Friday, June 29th, 2007

Have you ever wondered how the “manufacturer’s suggested retail price”, or MSRP, came about?  You see the phrase all the time in, for example, commercials selling cars.  The origin lies in competition (or antitrust) law.  In 1911, the United States had recently passed its antitrust legislation (the Sherman Act) and the Supreme Court wanted to ensure that the legislation had some teeth.  As a result, it created the “per se” rule which prohibited businesses from setting minimum prices for their products.  Thus, car companies could not sell cars for “$25,000 but not lower” or discriminate against any car dealerships that decided to give discounts on prices to lower them below a certain price.  Hence the creation of the MSRP.  The price was a “suggestion” and there was nothing to legally preclude the sale of the item below the MSRP.  This concept has also been implemented in Canada through Section 61 of the Competition Act.

The “per se” rule has long been criticized.  The primary criticism has been that the establishment of minimum prices, and the discrimination against those who would discount below the minimum price, is not inherently anti-competitive.  To the contrary, manufacturers claim that if something is new technology, there is an advantage to providing minimum prices so that retailers can guarantee that if they put the time and effort into promoting the product and educating the public about the product then they will see a sale, rather than losing the sale to a discounter.  Think of it this way: have you ever gone to the specialty store or the small retailer that gives personal service to find out about a product and then when you have had a chance to look at, test, etc. the product you then go to some big-box store or online store to buy the exact same thing because it’s cheaper there than at the specialty store?  If this could be prevented, it would (so the argument goes) help to level the playing field among retailers and therefore be good for the economy, mom, home and apple pie.

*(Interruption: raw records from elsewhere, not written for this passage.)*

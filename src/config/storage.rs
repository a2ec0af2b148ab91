// Copyright (c) 2025 Ronan LE MEILLAT, SCTG Development
// This file is part of the neasmart-gateway project and is licensed under the
// SCTG Development Non-Commercial License v1.0 (see LICENSE.md for details).

//! Register storage configuration

use std::path::PathBuf;
use std::time::Duration;

use serde::{Deserialize, Serialize};

use crate::store::{RetryPolicy, StoreOptions};

/// Durable register store settings.
///
/// # Example
///
/// ```
/// use neasmart_gateway::config::StorageConfig;
///
/// let storage = StorageConfig::default();
/// let options = storage.store_options();
/// assert!(options.enable_fallback);
/// assert_eq!(options.retry.max_attempts, 3);
/// ```
#[derive(Debug, Clone, PartialEq, Serialize, Deserialize)]
#[serde(default)]
pub struct StorageConfig {
    /// Database file, created with all registers at zero on first start.
    pub path: PathBuf,

    /// Keep serving from memory when the database fails.
    pub enable_fallback: bool,

    pub max_attempts: u32,
    pub base_delay_ms: u64,
    pub max_delay_ms: u64,

    /// Seconds between two database health checks.
    pub health_check_interval_secs: u64,
}

impl Default for StorageConfig {
    fn default() -> Self {
        Self {
            path: PathBuf::from("./data/registers.redb"),
            enable_fallback: true,
            max_attempts: 3,
            base_delay_ms: 100,
            max_delay_ms: 2000,
            health_check_interval_secs: 30,
        }
    }
}

impl StorageConfig {
    pub fn health_check_interval(&self) -> Duration {
        Duration::from_secs(self.health_check_interval_secs)
    }

    pub fn store_options(&self) -> StoreOptions {
        StoreOptions {
            enable_fallback: self.enable_fallback,
            retry: RetryPolicy {
                max_attempts: self.max_attempts,
                base_delay: Duration::from_millis(self.base_delay_ms),
                max_delay: Duration::from_millis(self.max_delay_ms),
            },
            health_check_interval: self.health_check_interval(),
        }
    }
}
// Copyright (c) 2025 Ronan LE MEILLAT, SCTG Development
// This file is part of the neasmart-gateway project and is licensed under the
// SCTG Development Non-Commercial License v1.0 (see LICENSE.md for details).

//! NEA SMART register gateway library
//!
//! This library bridges the NEA SMART 2.0 heating bus holding registers to
//! external Modbus masters, keeping a durable copy of every register so the
//! last known values survive bus and storage outages.

pub mod codec;
pub mod config;
pub mod daemon;
pub mod gateway;
pub mod modbus;
pub mod registers;
pub mod resilience;
pub mod store;
pub mod write_through;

Yesterday, the U.S. Supreme Court decided in Leegin Creative Leather Products to dispose of the “per se” rule and established a new standard for price maintenance in U.S. antitrust law:  the “rule of reason”.  Sounds catchy, doesn’t it?  The rule of reason recognizes that price maintenance can have both pro-competitive and anti-competitive effects.  It will now be up to the courts to determine in each case whether the balance of effects deters competition and, if so, then sanctions will be required against the manufacturer.  Some of the factors the courts will have to consider are the number of manufacturers seeking to impose price minimums and the market power of the manufacturer seeking to impose the minimum price.

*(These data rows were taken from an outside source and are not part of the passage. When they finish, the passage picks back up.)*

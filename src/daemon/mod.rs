// Copyright (c) 2025 Ronan LE MEILLAT, SCTG Development
// This file is part of the neasmart-gateway project and is licensed under the
// SCTG Development Non-Commercial License v1.0 (see LICENSE.md for details).

//! # Daemon Module
//!
//! The daemon module runs and manages the background services of the
//! gateway: the Modbus server exposed to external masters, the write-through
//! worker, the periodic store health check and a heartbeat logging the
//! gateway status.
//!
//! ## Usage
//!
//! ```no_run
//! use neasmart_gateway::{config::Config, daemon::Daemon};
//!
//! async fn run() -> anyhow::Result<()> {
//!     let config = Config::from_file("config.yaml")?;
//!
//!     // Create and launch daemon
//!     let mut daemon = Daemon::new();
//!     daemon.launch(&config).await?;
//!
//!     // Wait for shutdown signal (e.g., Ctrl+C)
//!     tokio::signal::ctrl_c().await?;
//!
//!     // Clean shutdown
//!     daemon.shutdown();
//!     daemon.join().await?;
//!
//!     Ok(())
//! }
//! ```

pub mod launch_daemon;

pub use launch_daemon::{build_gateway, Daemon};
// Copyright (c) 2025 Ronan LE MEILLAT, SCTG Development
// This file is part of the neasmart-gateway project and is licensed under the
// SCTG Development Non-Commercial License v1.0 (see LICENSE.md for details).

//! Heating bus configuration

use std::net::SocketAddr;
use std::sync::Arc;
use std::time::Duration;

use anyhow::{Context, Result};
use serde::{Deserialize, Serialize};

use crate::gateway::{MemoryBus, ModbusBus, RegisterBus};
use crate::modbus::Endpoint;
use crate::registers::{REGISTER_COUNT, SLAVE_ID_PRIMARY, SYSBUS_BAUD_RATE};
use crate::store::RegisterStore;

#[derive(Debug, Clone, Copy, PartialEq, Eq, Serialize, Deserialize)]
#[serde(rename_all = "lowercase")]
pub enum BusKind {
    /// Passive in-process register image.
    Memory,
    /// Poll the controller over Modbus TCP.
    Tcp,
    /// Poll the controller over Modbus RTU.
    Serial,
}

/// How the gateway reaches the heating controller.
#[derive(Debug, Clone, PartialEq, Serialize, Deserialize)]
#[serde(default)]
pub struct BusConfig {
    pub kind: BusKind,
    pub host: String,
    pub port: u16,
    pub serial_device: String,
    pub baud_rate: u32,
    pub slave_id: u8,
    /// Bound on connection setup and each request, in milliseconds.
    pub timeout_ms: u64,
}

impl Default for BusConfig {
    fn default() -> Self {
        Self {
            kind: BusKind::Memory,
            host: "127.0.0.1".to_string(),
            port: 502,
            serial_device: "/dev/ttyUSB1".to_string(),
            baud_rate: SYSBUS_BAUD_RATE,
            slave_id: SLAVE_ID_PRIMARY,
            timeout_ms: 2000,
        }
    }
}

impl BusConfig {
    pub fn timeout(&self) -> Duration {
        Duration::from_millis(self.timeout_ms)
    }

    /// Build the configured bus.
    ///
    /// The passive memory image is seeded from `store` so that persisted
    /// registers are served after a restart.
    pub fn build(&self, store: &RegisterStore) -> Result<Arc<dyn RegisterBus>> {
        let bus: Arc<dyn RegisterBus> = match self.kind {
            BusKind::Memory => {
                let registers = store
                    .get_range(0, REGISTER_COUNT)
                    .context("Failed to load persisted registers into the bus image")?;
                Arc::new(MemoryBus::with_registers(registers))
            }
            BusKind::Tcp => {
                let addr: SocketAddr = format!("{}:{}", self.host, self.port)
                    .parse()
                    .with_context(|| format!("Invalid bus address {}:{}", self.host, self.port))?;
                Arc::new(ModbusBus::new(
                    Endpoint::Tcp(addr),
                    self.slave_id,
                    self.timeout(),
                ))
            }
            BusKind::Serial => Arc::new(ModbusBus::new(
                Endpoint::Serial {
                    device: self.serial_device.clone(),
                    baud_rate: self.baud_rate,
                },
                self.slave_id,
                self.timeout(),
            )),
        };
        Ok(bus)
    }
}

Does this mean that prices for consumer goods will now go up since discount retailers might be cut off?  Possibly.  We’ll have to wait and see – especially since it does not automatically follow that the rule of reason will create results that wildly differ from the results if the per se rule had been applied.  The difference between the two rules is the starting point, but it’s quite possible that the end point would be the same.  It will also be interesting to see what the Canadian courts do with future prosecutions for price maintenance under Section 61 of the Competition Act in light of this change of approach to part of the antitrust regime in the U.S.

CALC

Spouses as Witnesses

Thursday, June 28th, 2007

A long-standing rule of evidence for trials is that one cannot compel a person to give evidence if that person is the spouse of a party to a trial (either a defendant if it is a criminal trial or else a plaintiff, defendant, third party, etc. in a civil trial).  The rationale for this rule was that, in “days of old”, a husband and a wife were considered to be one person in the eyes of the law.  The rule was also based on the notion that it fostered matrimonial harmony and confidences.  Of course, this assumed that spouses told each other the truth and never kept secrets from one another (which, as I tell my wife, is ALWAYS the case – at least with me!).

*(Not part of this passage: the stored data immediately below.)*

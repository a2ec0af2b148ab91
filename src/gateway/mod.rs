// Copyright (c) 2025 Ronan LE MEILLAT, SCTG Development
// This file is part of the neasmart-gateway project and is licensed under the
// SCTG Development Non-Commercial License v1.0 (see LICENSE.md for details).

//! Register gateway
//!
//! Ties the heating bus, the circuit breaker, the register store and the
//! write-through mirror together behind [`GatewayCore`].

pub mod bus;
mod service;
pub mod validation;

pub use service::{GatewayCore, GatewayError, GatewayStatus, SyncReport, SYNC_BATCH_SIZE};
pub use bus::{BusError, MemoryBus, ModbusBus, RegisterBus};
pub use validation::{validate, InvalidReading};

The rule has been harshly criticized.  I happen to think the rule is sound, but in an age when marriage has become almost disposable (I think of how gays and lesbians obtained the right to marry in Ontario and within the first week we had the first lesbian divorce), it seems that if there is little matrimonial harmony or unity there is little need for this old rule of evidence.

On that basis, the Supreme Court of Canada had to determine whether to maintain the rule.  In Couture, the accused was convicted of the murder of his ex-girlfriend and a friend.  He was convicted, in part, based upon statements made by his wife to the police a decade after the murders occurred.   The majority of the Supreme Court determined that the rule should be maintained and, as such, the wife’s statements should not have been allowed into evidence.  The result is that Mr. Couture will get a new trial.  I wonder what the Court would have said if this was a civil case and all that Mr. Couture stood to lose was money rather than his freedom.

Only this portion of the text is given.